## Sequential Search
This notebook finds the optimal $3 \times 3$ and $4 \times 4$ matrices related to the paper "On the Structure of Bad Science Matrices" through an exhaustive, sequential search.


First import all necessary libraries:

In [6]:
import torch
from itertools import combinations, islice, product
from tqdm import tqdm
import numpy as np
from scipy import special
import time

Helper functions used to generate the candidate rows for the optimal matrix. These are explained in detail in the $\texttt{constructCandidateRows}$ notebook.

In [7]:
# Generate binary vectors
def vectors(n, binary=False):
    if binary:
        return torch.tensor(list(product([0, 1], repeat=n)), dtype=torch.float32).T
    return torch.tensor(list(product([-1, 1], repeat=n)), dtype=torch.float32).T

# Currently there are rows that appear twice up to a sign change, and this function keeps only one of them.
def fix_row_signs(tensor):
    # Iterate over each row
    normalized_tensor = []
    for row in tensor:
        # Find the first non-zero element for sign determination
        first_non_zero_index = (row != 0).nonzero(as_tuple=True)[0][0]
        sign = torch.sign(row[first_non_zero_index])
        normalized_row = row * sign
        normalized_tensor.append(normalized_row)
    normalized_tensor = torch.stack(normalized_tensor)
    # Now return the unique ones.
    return torch.unique(normalized_tensor, dim=0)

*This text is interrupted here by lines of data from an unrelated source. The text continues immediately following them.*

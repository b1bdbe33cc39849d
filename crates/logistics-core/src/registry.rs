//! Client registry: customer companies and their legal, banking and contact details

use crate::error::Result;
use crate::storage::{
    client_from_row, like_pattern, not_found, page_sql, Database, Pagination, SqlFilter,
    CLIENT_COLUMNS,
};
use crate::validation::validate_client;
use chrono::{DateTime, Utc};
use logistics_types::{Client, ClientFields, ClientId};
use rusqlite::{params, params_from_iter, Connection, OptionalExtension};

/// Search and filter options of the client list view
#[derive(Debug, Clone, Default)]
pub struct ClientFilter {
    /// Matched against name and INN
    pub search: Option<String>,
    pub is_active: Option<bool>,
    pub created_from: Option<DateTime<Utc>>,
    pub created_to: Option<DateTime<Utc>>,
    pub page: Option<Pagination>,
}

pub struct ClientRegistry {
    db: Database,
}

impl ClientRegistry {
    pub fn new(db: Database) -> Self {
        Self { db }
    }

    pub fn create_client(&self, fields: ClientFields) -> Result<Client> {
        validate_client(&fields)?;

        let conn = self.db.connection()?;
        let now = Utc::now();
        conn.execute(
            "INSERT INTO clients (
                name, inn, kpp, ogrn, legal_address, company_phone, company_email, director,
                bank_name, bik, correspondent_account, payment_account,
                contact_person1, contact_phone1, contact_email1,
                contact_person2, contact_phone2, contact_email2,
                is_active, created_at, updated_at
            ) VALUES (?1, ?2, ?3, ?4, ?5, ?6, ?7, ?8, ?9, ?10, ?11, ?12, ?13, ?14, ?15, ?16, ?17, ?18, ?19, ?20, ?20)",
            params![
                fields.name.trim(),
                fields.inn,
                fields.kpp,
                fields.ogrn,
                fields.legal_address,
                fields.company_phone,
                fields.company_email,
                fields.director,
                fields.bank.bank_name,
                fields.bank.bik,
                fields.bank.correspondent_account,
                fields.bank.payment_account,
                fields.primary_contact.name,
                fields.primary_contact.phone,
                fields.primary_contact.email,
                fields.secondary_contact.name,
                fields.secondary_contact.phone,
                fields.secondary_contact.email,
                fields.is_active,
                now,
            ],
        )?;

        let id = ClientId::new(conn.last_insert_rowid());
        log::info!("Created client {}: {}", id, fields.name.trim());
        load_client(&conn, id)
    }

    pub fn get_client(&self, id: ClientId) -> Result<Client> {
        let conn = self.db.connection()?;
        load_client(&conn, id)
    }

    /// Replace every editable field of the client
    pub fn update_client(&self, id: ClientId, fields: ClientFields) -> Result<Client> {
        validate_client(&fields)?;

        let conn = self.db.connection()?;
        let changed = conn.execute(
            "UPDATE clients SET
                name = ?2, inn = ?3, kpp = ?4, ogrn = ?5, legal_address = ?6,
                company_phone = ?7, company_email = ?8, director = ?9,
                bank_name = ?10, bik = ?11, correspondent_account = ?12, payment_account = ?13,
                contact_person1 = ?14, contact_phone1 = ?15, contact_email1 = ?16,
                contact_person2 = ?17, contact_phone2 = ?18, contact_email2 = ?19,
                is_active = ?20, updated_at = ?21
            WHERE id = ?1",
            params![
                id.value(),
                fields.name.trim(),
                fields.inn,
                fields.kpp,
                fields.ogrn,
                fields.legal_address,
                fields.company_phone,
                fields.company_email,
                fields.director,
                fields.bank.bank_name,
                fields.bank.bik,
                fields.bank.correspondent_account,
                fields.bank.payment_account,
                fields.primary_contact.name,
                fields.primary_contact.phone,
                fields.primary_contact.email,
                fields.secondary_contact.name,
                fields.secondary_contact.phone,
                fields.secondary_contact.email,
                fields.is_active,
                Utc::now(),
            ],
        )?;

        if changed == 0 {
            return Err(not_found("Client", id));
        }

        log::info!("Updated client {}", id);
        load_client(&conn, id)
    }

    /// Soft delete: the client stays, with its requests, but is marked inactive
    pub fn deactivate_client(&self, id: ClientId) -> Result<Client> {
        let conn = self.db.connection()?;
        let changed = conn.execute(
            "UPDATE clients SET is_active = 0, updated_at = ?2 WHERE id = ?1",
            params![id.value(), Utc::now()],
        )?;

        if changed == 0 {
            return Err(not_found("Client", id));
        }

        log::info!("Deactivated client {}", id);
        load_client(&conn, id)
    }

    /// Hard delete. Requests and their shipments go with the client.
    pub fn delete_client(&self, id: ClientId) -> Result<()> {
        let conn = self.db.connection()?;
        let changed = conn.execute("DELETE FROM clients WHERE id = ?1", params![id.value()])?;

        if changed == 0 {
            return Err(not_found("Client", id));
        }

        log::warn!("Deleted client {} with all of its requests", id);
        Ok(())
    }

    /// Clients ordered by name
    pub fn list_clients(&self, filter: &ClientFilter) -> Result<Vec<Client>> {
        let mut conditions = SqlFilter::default();

        if let Some(term) = filter.search.as_deref().filter(|t| !t.trim().is_empty()) {
            conditions.push_repeated(
                "(c.name LIKE ? ESCAPE '\\' OR c.inn LIKE ? ESCAPE '\\')",
                like_pattern(term),
            );
        }
        if let Some(active) = filter.is_active {
            conditions.push("c.is_active = ?", active);
        }
        if let Some(from) = filter.created_from {
            conditions.push("c.created_at >= ?", from);
        }
        if let Some(to) = filter.created_to {
            conditions.push("c.created_at < ?", to);
        }

        let sql = format!(
            "SELECT {} FROM clients c{} ORDER BY c.name ASC, c.id ASC{}",
            CLIENT_COLUMNS,
            conditions.where_sql(),
            page_sql(filter.page)
        );

        let conn = self.db.connection()?;
        let mut stmt = conn.prepare(&sql)?;
        let clients = stmt
            .query_map(params_from_iter(conditions.params()), client_from_row)?
            .collect::<rusqlite::Result<Vec<_>>>()?;
        Ok(clients)
    }
}

pub(crate) fn load_client(conn: &Connection, id: ClientId) -> Result<Client> {
    let sql = format!("SELECT {} FROM clients c WHERE c.id = ?1", CLIENT_COLUMNS);
    conn.query_row(&sql, params![id.value()], client_from_row)
        .optional()?
        .ok_or_else(|| not_found("Client", id))
}

pub(crate) fn client_exists(conn: &Connection, id: ClientId) -> Result<bool> {
    let exists: bool = conn.query_row(
        "SELECT EXISTS(SELECT 1 FROM clients WHERE id = ?1)",
        params![id.value()],
        |row| row.get(0),
    )?;
    Ok(exists)
}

# Generates all possible rows appearing in the optimal matrix. Now it's a matter of checking all row combinations.
def candidate_rows(n):
  # Each row represents a subset
  binary_choices = vectors(2**n, binary=True).T

  # Sums over chosen subset to yield all candidate, unnormalized rows
  rows = torch.matmul(binary_choices, vectors(n).T)

  # Compute their norms
  row_norms = torch.norm(rows, dim=1, keepdim=True)

  # Normalize rows
  normalized_rows_with_nans = rows/row_norms

  # During normalization, some choices add up to 0, so after normalizing we obtain all nan values
  # We thus slice the tensor to remove nan rows
  normalized_rows = normalized_rows_with_nans[~torch.all(normalized_rows_with_nans.isnan(), dim = 1)]

  # Remove redundant rows (no need to try them twice!)
  unique_normalized_rows = torch.unique(normalized_rows, dim=0)

  # We can also remove rows that are equal up to a row-wise sign change.
  final_rows = fix_row_signs(unique_normalized_rows)

  return final_rows

The choice of $n$ and $r$ checks $r \times n$ matrices. Note that the $n = 4,r = 4$ case can be prohibitively time consuming to check on Google colab due to the website's time limitations. We recommend running it locally.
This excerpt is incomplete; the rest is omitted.